//! Universal invariant checks
//!
//! The routing engine promises that device use counts always equal the
//! number of active streams routed to the device, that reference counts stay
//! within bounds, and that route/release sequences are idempotent and
//! restorative. These tests check those promises over fixed sequences and
//! over randomly generated call traces.

use std::collections::HashSet;
use std::fs;

use proptest::prelude::*;
use tempfile::TempDir;
use tinyhal_core::domain::{
    AudioConfig, CmOptions, ConfigMgr, DeviceKind, SampleFormat, StreamHandle,
};
use tinyhal_infra::{Journal, MemOpener, MixerSpec};

const DOC: &str = r#"<audiohal>
    <mixer card="0"/>
    <device name="global">
        <path name="on"><ctl name="CLK_EN" val="1"/></path>
        <path name="off"><ctl name="CLK_EN" val="0"/></path>
    </device>
    <device name="speaker">
        <path name="on"><ctl name="SPK_EN" val="1"/></path>
        <path name="off"><ctl name="SPK_EN" val="0"/></path>
    </device>
    <device name="headphone">
        <path name="on"><ctl name="HP_EN" val="1"/></path>
        <path name="off"><ctl name="HP_EN" val="0"/></path>
    </device>
    <stream type="pcm" dir="out" instances="2"/>
    <stream type="pcm" dir="out"/>
</audiohal>"#;

fn load(dir: &TempDir) -> (ConfigMgr, Journal) {
    let path = dir.path().join("audio.test.xml");
    fs::write(&path, DOC).unwrap();
    let opener = MemOpener::new().with_card(
        0,
        MixerSpec::new()
            .int_ctl("CLK_EN", 1, 0, 1)
            .int_ctl("SPK_EN", 1, 0, 1)
            .int_ctl("HP_EN", 1, 0, 1),
    );
    let journal = opener.journal();
    let mgr = ConfigMgr::load(&CmOptions::with_config(path), &opener).unwrap();
    (mgr, journal)
}

fn pcm_out() -> AudioConfig {
    AudioConfig {
        sample_rate: 48000,
        channels: 2,
        format: SampleFormat::S16Le,
    }
}

// ============================================================================
// FIXED SEQUENCES
// ============================================================================

#[test]
fn test_routing_to_the_same_target_is_idempotent() {
    let dir = TempDir::new().unwrap();
    let (mgr, journal) = load(&dir);
    let stream = mgr.get_stream(DeviceKind::SPEAKER, 0, &pcm_out()).unwrap();

    mgr.apply_route(stream, DeviceKind::SPEAKER).unwrap();
    let after_first = journal.writes();
    mgr.apply_route(stream, DeviceKind::SPEAKER).unwrap();
    assert_eq!(journal.writes(), after_first);
}

#[test]
fn test_route_then_unroute_restores_device_counters() {
    let dir = TempDir::new().unwrap();
    let (mgr, _journal) = load(&dir);
    let stream = mgr.get_stream(DeviceKind::SPEAKER, 0, &pcm_out()).unwrap();

    let speaker_before = mgr.device_use_count("speaker").unwrap();
    let headphone_before = mgr.device_use_count("headphone").unwrap();

    mgr.apply_route(stream, DeviceKind::SPEAKER | DeviceKind::HEADPHONE)
        .unwrap();
    mgr.apply_route(stream, DeviceKind::empty()).unwrap();

    assert_eq!(mgr.device_use_count("speaker").unwrap(), speaker_before);
    assert_eq!(mgr.device_use_count("headphone").unwrap(), headphone_before);
    mgr.release_stream(stream);
}

#[test]
fn test_get_release_roundtrip_restores_everything() {
    let dir = TempDir::new().unwrap();
    let (mgr, _journal) = load(&dir);

    let global_before = mgr.device_use_count("global").unwrap();
    let speaker_before = mgr.device_use_count("speaker").unwrap();

    let stream = mgr.get_stream(DeviceKind::SPEAKER, 0, &pcm_out()).unwrap();
    mgr.apply_route(stream, DeviceKind::SPEAKER).unwrap();
    mgr.release_stream(stream);

    assert_eq!(mgr.device_use_count("global").unwrap(), global_before);
    assert_eq!(mgr.device_use_count("speaker").unwrap(), speaker_before);
    assert_eq!(mgr.stream_ref_count(stream), Some(0));
    assert_eq!(mgr.stream_current_devices(stream), Some(DeviceKind::empty()));
}

// ============================================================================
// GENERATED CALL TRACES
// ============================================================================

/// Device use counts must equal the number of distinct active streams routed
/// to each device, and every stream must satisfy its reference-count bounds.
fn check_invariants(
    mgr: &ConfigMgr,
    live: &[StreamHandle],
) -> std::result::Result<(), TestCaseError> {
    let mut speaker = 0u32;
    let mut headphone = 0u32;
    let mut global = 0u32;
    let mut seen = HashSet::new();
    for handle in live {
        // two handles to the same stream entry share one routing state
        if !seen.insert(*handle) {
            continue;
        }
        global += 1;
        let current = mgr.stream_current_devices(*handle).unwrap();
        if current.intersects(DeviceKind::SPEAKER) {
            speaker += 1;
        }
        if current.intersects(DeviceKind::HEADPHONE) {
            headphone += 1;
        }
    }
    prop_assert_eq!(mgr.device_use_count("speaker"), Some(speaker));
    prop_assert_eq!(mgr.device_use_count("headphone"), Some(headphone));
    prop_assert_eq!(mgr.device_use_count("global"), Some(global));

    mgr.inspect(|model| {
        for stream in &model.streams {
            assert!(stream.ref_count() <= stream.max_refs);
            if stream.ref_count() == 0 {
                assert!(stream.current_devices().is_empty());
            }
        }
    })
    .unwrap();
    Ok(())
}

proptest! {
    #[test]
    fn prop_counters_track_any_call_trace(
        ops in proptest::collection::vec((0u8..3u8, 0u8..8u8), 1..40)
    ) {
        let dir = TempDir::new().unwrap();
        let (mgr, _journal) = load(&dir);
        let mut live: Vec<StreamHandle> = Vec::new();

        for (op, arg) in ops {
            match op {
                0 => {
                    if let Some(handle) = mgr.get_stream(DeviceKind::SPEAKER, 0, &pcm_out()) {
                        live.push(handle);
                    }
                }
                1 => {
                    if !live.is_empty() {
                        let handle = live[arg as usize % live.len()];
                        let target = match arg % 4 {
                            0 => DeviceKind::SPEAKER,
                            1 => DeviceKind::HEADPHONE,
                            2 => DeviceKind::SPEAKER | DeviceKind::HEADPHONE,
                            _ => DeviceKind::empty(),
                        };
                        mgr.apply_route(handle, target).unwrap();
                    }
                }
                _ => {
                    if !live.is_empty() {
                        let handle = live.remove(arg as usize % live.len());
                        mgr.release_stream(handle);
                    }
                }
            }
            check_invariants(&mgr, &live)?;
        }

        for handle in live.drain(..) {
            mgr.release_stream(handle);
        }
        prop_assert_eq!(mgr.device_use_count("speaker"), Some(0));
        prop_assert_eq!(mgr.device_use_count("headphone"), Some(0));
        prop_assert_eq!(mgr.device_use_count("global"), Some(0));
    }
}
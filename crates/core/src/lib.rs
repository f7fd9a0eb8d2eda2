//! TinyHAL configuration manager
//!
//! Audio use-case policy lives in a declarative XML document instead of
//! source code: devices own ordered groups of mixer-control writes
//! ("paths"), streams carry enable/disable path references and named
//! use-cases, and a small engine applies those groups in response to stream
//! lifecycle and routing events, reference-counting device activation so
//! shared endpoints power up once and power down last.
//!
//! The mixer itself is an injected capability (see [`domain::mixer`]); this
//! crate never opens hardware on its own.

pub mod domain;

pub use domain::{
    AudioConfig, CmError, CmOptions, ConfigError, ConfigMgr, DeviceKind, SampleFormat,
    StreamHandle, StreamInfo, StreamType,
};
//! Example walking through the configuration manager lifecycle
//!
//! Run with: cargo run --package tinyhal-core --example routing_demo

use tinyhal_core::domain::{AudioConfig, CmOptions, ConfigMgr, DeviceKind, SampleFormat};
use tinyhal_infra::{MemOpener, MixerSpec};

const DOC: &str = r#"<audiohal>
    <mixer card="0">
        <init><ctl name="CODEC_RESET" val="1"/></init>
    </mixer>
    <device name="speaker">
        <path name="on"><ctl name="SPK_EN" val="1"/></path>
        <path name="off"><ctl name="SPK_EN" val="0"/></path>
    </device>
    <device name="headphone">
        <path name="on"><ctl name="HP_EN" val="1"/></path>
        <path name="off"><ctl name="HP_EN" val="0"/></path>
    </device>
    <stream type="pcm" dir="out" rate="48000">
        <usecase name="eq">
            <case name="on"><ctl name="EQ_EN" val="1"/></case>
            <case name="off"><ctl name="EQ_EN" val="0"/></case>
        </usecase>
        <ctl function="leftvol" name="HP_VOL" index="0"/>
        <ctl function="rightvol" name="HP_VOL" index="1"/>
    </stream>
</audiohal>"#;

fn main() -> Result<(), Box<dyn std::error::Error>> {
    tracing_subscriber::fmt()
        .with_env_filter("tinyhal_core=debug,info")
        .init();

    println!("=== TinyHAL Routing Demo ===\n");

    // 1. Write the demo document and build an in-memory mixer
    println!("1. Preparing demo configuration...");
    let dir = tempfile::TempDir::new()?;
    let config_path = dir.path().join("audio.demo.xml");
    std::fs::write(&config_path, DOC)?;
    let opener = MemOpener::new().with_card(
        0,
        MixerSpec::new()
            .int_ctl("CODEC_RESET", 1, 0, 1)
            .int_ctl("SPK_EN", 1, 0, 1)
            .int_ctl("HP_EN", 1, 0, 1)
            .int_ctl("EQ_EN", 1, 0, 1)
            .int_ctl("HP_VOL", 2, 0, 255),
    );
    let journal = opener.journal();

    // 2. Load: parses, binds controls and applies the init path
    println!("\n2. Loading the configuration manager...");
    let mgr = ConfigMgr::load(&CmOptions::with_config(&config_path), &opener)?;
    println!("   ✓ Init writes: {:?}", journal.writes());
    journal.clear();

    // 3. Acquire a PCM output stream
    println!("\n3. Acquiring a pcm-out stream...");
    let config = AudioConfig {
        sample_rate: 48000,
        channels: 2,
        format: SampleFormat::S16Le,
    };
    let stream = mgr
        .get_stream(DeviceKind::SPEAKER, 0, &config)
        .ok_or("no stream available")?;
    let info = mgr.stream_info(stream).ok_or("stream info missing")?;
    println!("   ✓ Got {:?} at {} Hz", info.stream_type, info.rate);

    // 4. Route it to the speaker, then move it to the headphones
    println!("\n4. Routing speaker -> headphone...");
    mgr.apply_route(stream, DeviceKind::SPEAKER)?;
    mgr.apply_route(stream, DeviceKind::HEADPHONE)?;
    println!("   ✓ Mixer writes: {:?}", journal.writes());
    journal.clear();

    // 5. Dispatch a use case and set the hardware volume
    println!("\n5. Use case and volume...");
    mgr.apply_use_case(stream, "eq", "on")?;
    mgr.set_hw_volume(stream, 75, 75)?;
    println!("   ✓ Mixer writes: {:?}", journal.writes());
    journal.clear();

    // 6. Release: the headphone path is torn down
    println!("\n6. Releasing the stream...");
    mgr.release_stream(stream);
    println!("   ✓ Teardown writes: {:?}", journal.writes());

    println!("\n=== Demo Complete ===");
    Ok(())
}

What the task requires →
Going through the records above, count the lines that hold the string "streams" and give only the total.

Result for this exercise →
4